-------- Input --------
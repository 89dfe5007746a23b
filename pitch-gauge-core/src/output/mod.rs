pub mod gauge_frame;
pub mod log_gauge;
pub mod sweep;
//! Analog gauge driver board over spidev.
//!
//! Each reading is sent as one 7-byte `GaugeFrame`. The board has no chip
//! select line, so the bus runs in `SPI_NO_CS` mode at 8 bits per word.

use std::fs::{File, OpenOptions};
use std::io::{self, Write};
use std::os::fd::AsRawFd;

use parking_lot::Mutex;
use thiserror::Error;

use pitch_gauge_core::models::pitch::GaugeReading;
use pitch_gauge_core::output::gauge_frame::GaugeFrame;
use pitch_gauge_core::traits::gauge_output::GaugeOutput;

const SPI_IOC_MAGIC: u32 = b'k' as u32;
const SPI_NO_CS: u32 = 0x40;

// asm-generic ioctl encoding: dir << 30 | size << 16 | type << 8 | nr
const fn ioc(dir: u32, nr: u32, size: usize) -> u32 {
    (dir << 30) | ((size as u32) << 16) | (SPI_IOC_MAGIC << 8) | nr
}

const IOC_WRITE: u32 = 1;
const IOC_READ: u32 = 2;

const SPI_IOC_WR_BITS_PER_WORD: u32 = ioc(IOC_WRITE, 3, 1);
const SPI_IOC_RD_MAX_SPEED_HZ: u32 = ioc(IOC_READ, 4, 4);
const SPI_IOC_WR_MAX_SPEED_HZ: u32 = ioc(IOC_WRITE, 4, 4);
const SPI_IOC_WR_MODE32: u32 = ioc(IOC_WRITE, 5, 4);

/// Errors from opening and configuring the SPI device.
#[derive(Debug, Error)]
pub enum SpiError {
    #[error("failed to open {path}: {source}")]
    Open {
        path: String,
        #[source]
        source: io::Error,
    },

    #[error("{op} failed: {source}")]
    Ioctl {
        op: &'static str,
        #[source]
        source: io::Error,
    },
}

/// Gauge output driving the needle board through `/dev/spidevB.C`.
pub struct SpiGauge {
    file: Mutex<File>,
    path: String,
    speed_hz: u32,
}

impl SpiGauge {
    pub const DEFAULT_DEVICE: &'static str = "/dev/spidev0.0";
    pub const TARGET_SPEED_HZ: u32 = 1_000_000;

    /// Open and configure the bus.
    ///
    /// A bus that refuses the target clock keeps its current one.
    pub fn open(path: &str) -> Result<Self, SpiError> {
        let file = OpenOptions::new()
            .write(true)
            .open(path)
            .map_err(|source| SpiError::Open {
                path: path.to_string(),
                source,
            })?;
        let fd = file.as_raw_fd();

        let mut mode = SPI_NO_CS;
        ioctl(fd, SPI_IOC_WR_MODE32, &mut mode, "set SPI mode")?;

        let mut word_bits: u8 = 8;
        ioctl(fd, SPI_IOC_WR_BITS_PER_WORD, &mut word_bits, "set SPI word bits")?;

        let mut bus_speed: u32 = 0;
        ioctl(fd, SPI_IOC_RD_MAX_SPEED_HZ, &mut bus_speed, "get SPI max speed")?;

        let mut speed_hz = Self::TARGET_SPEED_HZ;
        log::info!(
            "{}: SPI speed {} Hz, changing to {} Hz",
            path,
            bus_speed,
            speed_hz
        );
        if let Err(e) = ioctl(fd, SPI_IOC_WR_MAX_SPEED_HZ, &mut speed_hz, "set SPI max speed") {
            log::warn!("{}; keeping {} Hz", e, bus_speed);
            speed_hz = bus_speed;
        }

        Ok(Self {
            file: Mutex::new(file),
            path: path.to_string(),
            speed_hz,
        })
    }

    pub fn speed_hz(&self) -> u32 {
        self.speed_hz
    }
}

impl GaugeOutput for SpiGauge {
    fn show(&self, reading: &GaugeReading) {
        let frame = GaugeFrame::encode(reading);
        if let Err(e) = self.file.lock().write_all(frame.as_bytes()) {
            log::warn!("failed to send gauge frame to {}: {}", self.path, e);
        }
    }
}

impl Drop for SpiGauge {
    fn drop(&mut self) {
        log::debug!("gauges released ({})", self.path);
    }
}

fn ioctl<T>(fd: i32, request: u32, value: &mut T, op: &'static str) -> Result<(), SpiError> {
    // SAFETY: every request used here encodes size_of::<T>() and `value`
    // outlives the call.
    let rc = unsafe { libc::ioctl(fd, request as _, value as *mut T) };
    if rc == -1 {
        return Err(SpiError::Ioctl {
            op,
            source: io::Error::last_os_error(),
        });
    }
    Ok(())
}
--------
▶ [Activity]
From the entries above, copy each line that holds "value".

▶ [Response to the task]
fn ioctl<T>(fd: i32, request: u32, value: &mut T, op: &'static str) -> Result<(), SpiError> {
    // SAFETY: every request used here encodes size_of::<T>() and `value`
    let rc = unsafe { libc::ioctl(fd, request as _, value as *mut T) };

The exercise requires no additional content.